Si, enfant, les risques de blessure ne nous freinent pas, ils sont maintenant beaucoup plus difficiles à ignorer. Serait-on prêtes à rentrer au bureau sans palettes, demain matin ? La question nous hantait.

Évidemment, la peur s’estompe au fil des cours, mais elle demeure présente. Elle se transforme… En fait, j’ai eu une révélation, mardi dernier : je pense que ça me fait du bien de m’infliger ce type de stress.

Au quotidien, je ne contrôle pas vraiment ce qui m’angoisse (l’environnement, l’économie, la finitude potentielle de mes proches et le gluten). Il y a donc quelque chose d’étonnamment stimulant dans le fait de me faire peur à mes propres conditions.

C’est comme si mon corps prenait goût à générer du stress pour mieux le surmonter. Est-ce que ça se peut, ça ? Est-ce que c’est sain ?

La neuropsychologue Catherine Duchesne, spécialisée en sport, m’a rassurée dès les premières secondes de notre entretien téléphonique. Collectivement, on associe la peur à un état que l’on doit éviter, mais dans les faits, elle est primordiale…

« Il n’y a pas d’émotion bonne ou mauvaise, elles nous aident toutes à vivre pleinement ! La peur est nourrissante, on en a besoin. Elle est produite pour qu’on puisse s’adapter. »

Ce genre de stress a ses avantages : il nous permet de nous mobiliser pour apprendre quelque chose de nouveau. Ça apporte des bénéfices à notre santé mentale, cognitive et physique.

Catherine Duchesne, neuropsychologue

Catherine Duchesne me parle même d’une certaine euphorie dans laquelle je me reconnais… J’arrive à mes cours angoissée par les exercices à venir et fatiguée par ma journée de travail. Une fois sur la glace, je connais plutôt un mélange de peur et d’excitation. Puis, je repars chez moi toute légère avec l’envie de célébrer mes maigres progrès.

Apprendre à patiner à 34 ans me rend euphorique. On est loin de la gêne ou de la honte que j’anticipais.

« Il y a un double plaisir, ici, précise la neuropsychologue. Le sport stimule le système de récompense : endorphines, dopamine et adrénaline nous donnent un sentiment de plaisir au niveau physiologique. Mais le fait de se sentir valorisé dans un apprentissage apporte aussi un plaisir ! »

Et l’apprentissage n’a pas à être sportif pour que ce soit vrai. Le chant, la peinture ou l’ébénisterie en feraient tout autant… « On aime ça parce que ça nous sort des séquences prévues à l’avance et de nos automatismes, ajoute Catherine Duchesne. Ça nous connecte à notre pouvoir créateur en tant qu’humain. »

(Je doute que mes profs de patinage associent mes tentatives de freinage à la moindre force créatrice, mais je comprends ce qu’elle veut dire.)

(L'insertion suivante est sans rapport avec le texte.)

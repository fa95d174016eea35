use axum::{
    async_trait,
    extract::{FromRequestParts, Request, State},
    http::request::Parts,
    middleware::Next,
    response::Response,
};
use axum_extra::extract::cookie::CookieJar;
use service_core::error::AppError;

use crate::models::Tenant;
use crate::services::UserClaims;
use crate::AppState;

/// The user behind a valid auth cookie.
#[derive(Debug, Clone)]
pub struct CurrentUser(pub UserClaims);

impl CurrentUser {
    /// Auth cookies are host-scoped, but a token minted for one tenant is
    /// never honoured on another.
    pub fn belongs_to(&self, tenant: &Tenant) -> bool {
        self.0.tenant_id == tenant.tenant_id
    }
}

/// Decodes the auth cookie when present. Invalid or expired cookies are
/// ignored: the request simply proceeds anonymously.
pub async fn auth_user_middleware(
    State(state): State<AppState>,
    jar: CookieJar,
    mut req: Request,
    next: Next,
) -> Response {
    if let Some(claims) = jar
        .get(state.cookies.cookie_name())
        .and_then(|c| state.cookies.authenticate(c.value()))
    {
        req.extensions_mut().insert(CurrentUser(claims));
    }

    next.run(req).await
}

#[async_trait]
impl<S> FromRequestParts<S> for CurrentUser
where
    S: Send + Sync,
{
    type Rejection = AppError;

    async fn from_request_parts(parts: &mut Parts, _state: &S) -> Result<Self, Self::Rejection> {
        parts
            .extensions
            .get::<CurrentUser>()
            .cloned()
            .ok_or_else(|| AppError::Unauthorized(anyhow::anyhow!("Not signed in")))
    }
}
//! Services layer for oauth-service.
//!
//! State token codec, redirect guard, providers, stores, user resolution,
//! cookie issuing and the flow controller that ties them together.

pub mod cookies;
pub mod error;
pub mod flow;
mod jwt;
pub mod metrics;
pub mod providers;
pub mod redirect;
pub mod resolver;
pub mod store;

pub use cookies::{AuthCookieIssuer, JwtCookieIssuer};
pub use error::ServiceError;
pub use flow::{FinalizeRequest, FlowStep, InitiateRequest, OAuthFlow};
pub use jwt::{JwtService, OAuthClaims, StateClaims, UserClaims};
pub use providers::{
    GenericOAuthProvider, MockProfileFetcher, OAuthProvider, ProfileFetcher, ProviderRegistry,
};
pub use redirect::RedirectGuard;
pub use resolver::{Resolution, UserResolver};
pub use store::{InMemoryStore, OAuthConfigStore, TenantStore, UserStore};
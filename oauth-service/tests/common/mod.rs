//! Shared setup for oauth-service integration tests.
//!
//! Builds the real router over the in-memory store and a mock profile
//! fetcher, with tenants and providers loaded through the regular
//! configuration path.

#![allow(dead_code)]

use axum::{
    body::Body,
    http::{header, Request, Response},
    Router,
};
use oauth_service::{
    build_router,
    config::OAuthServiceConfig,
    models::{OAuthProfile, Role, Tenant, User, UserProvider},
    services::{
        InMemoryStore, JwtService, MockProfileFetcher, ProviderRegistry, StateClaims,
        TenantStore, UserStore,
    },
    AppState, Stores,
};
use std::collections::HashMap;
use std::sync::Arc;
use tower::util::ServiceExt;

pub const LOGIN_HOST: &str = "login.test.fider.io";
pub const TENANT_HOST: &str = "avengers.test.fider.io";
pub const DEMO_HOST: &str = "demo.test.fider.io";
pub const PRIVATE_HOST: &str = "feedback.theavengers.com";
pub const TRUSTED_PROVIDER: &str = "_jd72hfjv";
pub const UNTRUSTED_PROVIDER: &str = "_untrusted";
pub const SESSION_COOKIE: &str = "__session";
pub const AUTH_COOKIE: &str = "auth";

pub struct TestApp {
    pub router: Router,
    pub state: AppState,
    pub store: Arc<InMemoryStore>,
    pub fetcher: Arc<MockProfileFetcher>,
    pub jwt: JwtService,
}

pub fn test_config() -> OAuthServiceConfig {
    let vars: HashMap<&str, &str> = [
        ("ENVIRONMENT", "dev"),
        ("LOG_LEVEL", "error"),
        ("LOGIN_HOST", LOGIN_HOST),
        ("JWT_SECRET", "integration-test-secret-0123456789abcdef"),
        ("TENANT_HOSTS", "avengers.test.fider.io,demo.test.fider.io"),
        ("PRIVATE_TENANT_HOSTS", PRIVATE_HOST),
        ("OAUTH_PROVIDERS", "facebook,google,_jd72hfjv,_untrusted"),
        ("OAUTH_FACEBOOK_CLIENT_ID", "FB_CL_ID"),
        ("OAUTH_FACEBOOK_CLIENT_SECRET", "FB_CL_SECRET"),
        ("OAUTH_GOOGLE_CLIENT_ID", "GO_CL_ID"),
        ("OAUTH_GOOGLE_CLIENT_SECRET", "GO_CL_SECRET"),
        ("OAUTH_JD72HFJV_CLIENT_ID", "AD_CL_ID"),
        ("OAUTH_JD72HFJV_CLIENT_SECRET", "AD_CL_SECRET"),
        ("OAUTH_JD72HFJV_AUTHORIZE_URL", "https://ad.example.com/authorize"),
        ("OAUTH_JD72HFJV_TOKEN_URL", "https://ad.example.com/token"),
        ("OAUTH_JD72HFJV_PROFILE_URL", "https://ad.example.com/me"),
        ("OAUTH_JD72HFJV_DISPLAY_NAME", "Microsoft AD"),
        ("OAUTH_JD72HFJV_TRUSTED", "true"),
        ("OAUTH_JD72HFJV_ROLE", "collaborator"),
        ("OAUTH_UNTRUSTED_CLIENT_ID", "UN_CL_ID"),
        ("OAUTH_UNTRUSTED_CLIENT_SECRET", "UN_CL_SECRET"),
        ("OAUTH_UNTRUSTED_AUTHORIZE_URL", "https://idp.example.com/authorize"),
        ("OAUTH_UNTRUSTED_TOKEN_URL", "https://idp.example.com/token"),
        ("OAUTH_UNTRUSTED_PROFILE_URL", "https://idp.example.com/me"),
    ]
    .into_iter()
    .collect();

    OAuthServiceConfig::from_source(
        &|key| vars.get(key).map(|v| v.to_string()),
        service_core::config::Config::default(),
    )
    .expect("Failed to build test configuration")
}

pub fn profile(id: &str, name: &str, email: &str) -> OAuthProfile {
    OAuthProfile {
        id: id.to_string(),
        name: name.to_string(),
        email: email.to_string(),
    }
}

pub async fn spawn_app() -> TestApp {
    let config = test_config();
    let jwt = JwtService::new(&config.jwt);

    let store = Arc::new(
        InMemoryStore::seeded(&config.tenants, &config.providers)
            .expect("Failed to seed store"),
    );
    let providers = Arc::new(
        ProviderRegistry::from_settings(&config.providers, config.public.login_base_url())
            .expect("Failed to build provider registry"),
    );
    let fetcher = Arc::new(
        MockProfileFetcher::new()
            .with_profile("123", profile("FB1234", "Jon Snow", "jon.snow@got.com"))
            .with_profile("P1", profile("P1", "Tony Stark", "e@x.com"))
            .with_profile("456", profile("AR1", "Arya Stark", ""))
            .with_profile("AD1", profile("AD1", "Sansa Stark", "sansa@got.com")),
    );

    let stores = Stores {
        tenants: store.clone(),
        users: store.clone(),
        oauth_configs: store.clone(),
    };
    let state = AppState::new(config, stores, providers, fetcher.clone());
    let router = build_router(state.clone())
        .await
        .expect("Failed to build router");

    TestApp {
        router,
        state,
        store,
        fetcher,
        jwt,
    }
}

impl TestApp {
    pub async fn tenant(&self, host: &str) -> Tenant {
        self.store
            .find_by_host(host)
            .await
            .unwrap()
            .expect("tenant is seeded")
    }

    pub async fn get(&self, host: &str, uri: &str, cookies: &[(&str, &str)]) -> Response<Body> {
        let mut request = Request::builder().uri(uri).header(header::HOST, host);

        if !cookies.is_empty() {
            let cookie = cookies
                .iter()
                .map(|(name, value)| format!("{}={}", name, value))
                .collect::<Vec<_>>()
                .join("; ");
            request = request.header(header::COOKIE, cookie);
        }

        self.router
            .clone()
            .oneshot(request.body(Body::empty()).unwrap())
            .await
            .unwrap()
    }

    /// Signed state token as produced by the initiate step.
    pub fn state_token(&self, provider: &str, redirect: &str, identifier: &str) -> String {
        self.state_token_with(StateClaims::new(
            provider,
            redirect,
            identifier,
            None,
            chrono::Duration::minutes(10),
        ))
    }

    pub fn state_token_with(&self, claims: StateClaims) -> String {
        self.jwt.encode_state(&claims).unwrap()
    }

    pub async fn register_user(&self, host: &str, email: Option<&str>, link: (&str, &str)) -> User {
        let tenant = self.tenant(host).await;
        let user = User::new(
            tenant.tenant_id,
            "Jon Snow".to_string(),
            email.map(String::from),
            Role::Administrator,
        )
        .with_provider(UserProvider::new(link.0, link.1));

        self.store.register_user(user).await.unwrap()
    }

    /// Auth cookie value for an existing user.
    pub fn auth_cookie_for(&self, user: &User) -> String {
        self.state.cookies.issue(user).unwrap().value().to_string()
    }

    pub async fn users(&self, host: &str) -> Vec<User> {
        let tenant = self.tenant(host).await;
        self.store.users(tenant.tenant_id).unwrap()
    }
}

pub fn location(response: &Response<Body>) -> String {
    response.headers()[header::LOCATION]
        .to_str()
        .unwrap()
        .to_string()
}

pub fn set_cookies(response: &Response<Body>) -> Vec<String> {
    response
        .headers()
        .get_all(header::SET_COOKIE)
        .iter()
        .map(|v| v.to_str().unwrap().to_string())
        .collect()
}

/// Value of the cookie `name` set by the response, if any.
pub fn cookie_value(response: &Response<Body>, name: &str) -> Option<String> {
    let prefix = format!("{}=", name);
    set_cookies(response).into_iter().find_map(|c| {
        c.split(';')
            .next()
            .and_then(|pair| pair.strip_prefix(&prefix))
            .map(str::to_string)
    })
}

/// Decoded query parameter of an absolute URL.
pub fn query_param(url: &str, name: &str) -> Option<String> {
    url::Url::parse(url)
        .unwrap()
        .query_pairs()
        .find(|(k, _)| k == name)
        .map(|(_, v)| v.into_owned())
}

pub async fn body_json(response: Response<Body>) -> serde_json::Value {
    let bytes = axum::body::to_bytes(response.into_body(), usize::MAX)
        .await
        .unwrap();
    serde_json::from_slice(&bytes).unwrap()
}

La peur ressentie lorsque l’on s’attaque à une nouvelle activité n’est pas mauvaise, elle permet au contraire de sortir notre cerveau du mode « pilote automatique ».

« Ce qui est particulier dans l’adaptation à la nouveauté, c’est que ça sollicite les fonctions exécutives, précise la neuropsychologue. Le cerveau est paresseux, il va toujours scanner les choses qu’il connaît parce que ça prend moins d’énergie. Quand il rencontre quelque chose de nouveau, il y a une mobilisation des fonctions exécutives. La capacité de planifier, d’organiser nos idées et d’inhiber les informations ou non, par exemple… »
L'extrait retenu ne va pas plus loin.